The following was written by
NH Department of Environmental Services
29 Hazen Drive, PO Box 95, Concord, NH 03302-0095
Environmental, Health and Economic Impacts of Road Salt
New Hampshire winters demand an effective and affordable means of de-icing roadways. The primary agent used for this purpose is sodium chloride (road salt), which is composed of 40 percent sodium ions (Na+) and 60 percent chloride ions (Cl-). Other components in salt like ferrocyanide, which is used for anti-caking, and impurities like phosphorus and iron, can represent up to 5 percent of the total weight. The sodium, chloride, ferrocyanide and impurities make their way into our environment through the runoff from rain, melting snow and ice, as well as through splash and spray by vehicles and by wind. They find their way onto vegetation and into the soil, groundwater, storm drains, and surface waters causing significant impact to the environment.

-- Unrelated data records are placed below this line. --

//! Contains the PlaneMapper struct, which describes the relationship
//! between the picture's pixel grid, with its origin at 0,0, and the
//! viewport, a rectangle on the complex plane described by its
//! minimum (left-lower) and maximum (right-upper) corners.

use num::Complex;

use error::RenderError;

/// The x, y position of a pixel in the picture.
#[derive(Copy, Clone, Debug, PartialEq, Eq)]
pub struct Pixel(pub usize, pub usize);

/// Scales a pixel index on one axis to the corresponding coordinate
/// on the complex plane.  The divisor is the full pixel range, not
/// `range - 1`: index 0 lands exactly on `low`, and the last index
/// stops one pixel-width short of `high`.  Callers guarantee
/// `0 <= index < range` and `range > 0`.
pub fn scale(index: usize, low: f64, high: f64, range: usize) -> f64 {
    low + (index as f64) * (high - low) / (range as f64)
}

/// Maps pixels of a `width` x `height` picture onto the viewport
/// rectangle spanned by `min_corner` and `max_corner` on the complex
/// plane.  Validated at construction; every mapping operation after
/// that is total.
#[derive(Debug)]
pub struct PlaneMapper {
    /// Picture width in pixels.
    pub width: usize,
    /// Picture height in pixels.
    pub height: usize,
    /// Left-lower corner of the viewport.
    pub min_corner: Complex<f64>,
    /// Right-upper corner of the viewport.
    pub max_corner: Complex<f64>,
}

impl PlaneMapper {
    /// Constructor.  Takes the picture dimensions and the two corners
    /// of the viewport, and rejects pictures with nothing to draw,
    /// pictures too large to index, and viewports whose corners are
    /// swapped or collapsed.
    pub fn new(
        width: usize,
        height: usize,
        min_corner: Complex<f64>,
        max_corner: Complex<f64>,
    ) -> Result<PlaneMapper, RenderError> {
        if width == 0 || height == 0 {
            return Err(RenderError::EmptyPicture { width, height });
        }

        if width.checked_mul(height).is_none() {
            return Err(RenderError::PictureTooLarge { width, height });
        }

        if min_corner.re >= max_corner.re || min_corner.im >= max_corner.im {
            return Err(RenderError::DegenerateViewport {
                min_x: min_corner.re,
                min_y: min_corner.im,
                max_x: max_corner.re,
                max_y: max_corner.im,
            });
        }

        Ok(PlaneMapper {
            width,
            height,
            min_corner,
            max_corner,
        })
    }

    /// The total number of pixels in the picture.  Used to size the
    /// output buffer.
    pub fn len(&self) -> usize {
        self.width * self.height
    }

    /// True when the picture holds no pixels.  Unreachable through the
    /// constructor, which rejects zero dimensions.
    pub fn is_empty(&self) -> bool {
        self.len() == 0
    }

    /// Given a pixel of the picture, return the point on the complex
    /// plane that it represents, treating the real part as the x axis
    /// and the imaginary part as the y axis.
    pub fn pixel_to_point(&self, pixel: &Pixel) -> Complex<f64> {
        Complex::new(
            scale(pixel.0, self.min_corner.re, self.max_corner.re, self.width),
            scale(pixel.1, self.min_corner.im, self.max_corner.im, self.height),
        )
    }

    /// Given a linear offset into the row-major pixel buffer, return
    /// the pixel it belongs to.  Each offset names exactly one pixel,
    /// which is what lets workers share the buffer without locks.
    pub fn offset_to_pixel(&self, offset: usize) -> Pixel {
        Pixel(offset % self.width, offset / self.width)
    }
}
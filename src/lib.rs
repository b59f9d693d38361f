#![deny(missing_docs)]
// This Source Code Form is subject to the terms of the Mozilla Public
// License, v. 2.0. If a copy of the MPL was not distributed with this
// file, You can obtain one at http://mozilla.org/MPL/2.0/.

//! Parallel Mandelbrot renderer
//!
//! The Mandelbrot set is drawn by taking each pixel of the target
//! picture, mapping it to a point `c` on the complex plane, and
//! repeatedly computing `z = z * z + c` until the magnitude of `z`
//! passes a bailout radius of 2.  The number of steps that takes is
//! the pixel's "escape time", and a precomputed palette turns that
//! count into a color.  Points that never pass the bailout within the
//! iteration cap belong to the set's interior.
//!
//! The pixel grid is embarrassingly parallel: no pixel depends on any
//! other, so the renderer forks the linear pixel index space into
//! contiguous chunks, hands each chunk to a scoped worker thread, and
//! joins when every slot of the output buffer has been written exactly
//! once.

extern crate crossbeam;
extern crate itertools;
#[macro_use]
extern crate failure;
extern crate num;
extern crate num_cpus;

pub mod error;
pub mod escape;
pub mod palette;
pub mod planes;
pub mod render;

pub use error::RenderError;
pub use escape::{escape_time, Escape};
pub use palette::{Palette, Rgb};
pub use planes::{Pixel, PlaneMapper};
pub use render::MandelbrotRenderer;
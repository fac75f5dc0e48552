//! # credit-pipeline — Batch scoring pipeline for Credit Ledger.
//!
//! Thin collaborators around the core:
//! - **Ingest**: JSON transaction log → cleaned [`credit_core::Transaction`]s.
//! - **Config**: layered [`PipelineConfig`] (defaults, TOML file, overrides).
//! - **Pipeline**: explicit [`pipeline::fit`] and [`pipeline::apply`] phases.
//! - **Report**: scores joined with features, written as CSV or JSON lines.

pub mod config;
pub mod error;
pub mod ingest;
pub mod pipeline;
pub mod report;

pub use config::{ConfigOverrides, PipelineConfig, ReportFormat};
pub use error::PipelineError;
pub use ingest::IngestStats;
pub use pipeline::{apply, fit, Dataset, ScoreSummary};
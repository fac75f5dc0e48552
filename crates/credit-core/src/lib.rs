//! # credit-core
//! Foundation types and pure transforms for Credit Ledger.
//!
//! Everything in this crate is deterministic and free of I/O:
//! - **Aggregation**: transactions are grouped per wallet into a fixed-width
//!   [`WalletFeatures`] vector ([`features::aggregate`]).
//! - **Heuristic labels**: an ordered rule table turns a feature vector into a
//!   synthetic training target in `0..=1000` ([`heuristic::label`]).
//! - **Categories**: a monotonic step function buckets scores into
//!   [`ScoreCategory`] labels.
//! - **Summaries**: dataset and score-distribution statistics for reporting.

pub mod category;
pub mod constants;
pub mod error;
pub mod features;
pub mod heuristic;
pub mod summary;
pub mod types;

pub use category::ScoreCategory;
pub use error::{CreditError, FeatureError, ModelError, TransactionError};
pub use features::{aggregate, FeatureTable};
pub use types::{ScoreRecord, Transaction, TransactionType, WalletFeatures};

Chloride (Cl-) is completely soluble and very mobile. Chloride is toxic to aquatic life and impacts vegetation and wildlife. There is no natural process by which chlorides are broken down, metabolized, taken up, or removed from the environment. In 2008, New Hampshire listed 19 water bodies impaired by chloride; in 2010 that number increased to 40. Trends show that chloride levels continue to rise with increasing use of road salt.
The transport of sodium (Na+) in the environment is not as prominent as chloride due to ion exchange; however, this exchange can alter the soil chemistry by replacing and releasing nutrients into the groundwater and surface water changing soil structure and impacting the aquatic environment. Contamination of sodium in drinking water is a concern for individuals restricted to low-sodium diets due to hypertension (high blood pressure). Wildlife is also prone to high sodium levels by ingesting salt or drinking water runoff from snow and ice melt.
Additives to road salt like ferrocyanide, which is used as an anti-caking compound in large salt supplies, can have impacts on both the environment and human health due to cyanide ions being released by certain types of bacteria as well as from exposure to sunlight. The USEPA in 2003 added this compound to its list of toxic pollutants under section 307(a) of the Clean Water Act. Other potential components and impurities of road salt can include calcium, potassium, iron, magnesium, aluminum, lead, phosphorus, manganese, copper, zinc, nickel, chromium, and cadmium.
Water Quality Impacts
Contaminates from road salt enter water resources by infiltration to groundwater, runoff to surface water and through storm drains. The chloride discharged into these waters remains in solution and is not subject to any significant natural removal methods; only dilution can reduce its concentration. During winter and spring and during times of low flow in the summer and fall, chloride levels can exceed 800mg/L, while natural background levels fall within the range of 1-10mg/L. The accumulation and persistence of chloride poses a risk to the water quality and the plants, animals, and humans who depend upon it.
Water contaminated with NaCl creates a higher water density and will settle at the deepest part of the water body where current velocities are low such as in ponds and lakes. This can lead to a chemical stratification which can impede turnover and mixing, preventing the dissolved oxygen within the upper layers of the water from reaching the bottom layers and nutrients within the bottom layers from reaching the top layers. This leads to the bottom layer of the water body becoming void of oxygen and unable to support aquatic life.
The concentration of chloride found in surface water correlates with the proportion of impervious surfaces in the watershed. Chloride cannot be treated or filtered with BMPs, so once salt is applied, chloride remains in the watershed until it is flushed downstream. Given that groundwater residence time is so much longer, contaminated wells often must be replaced.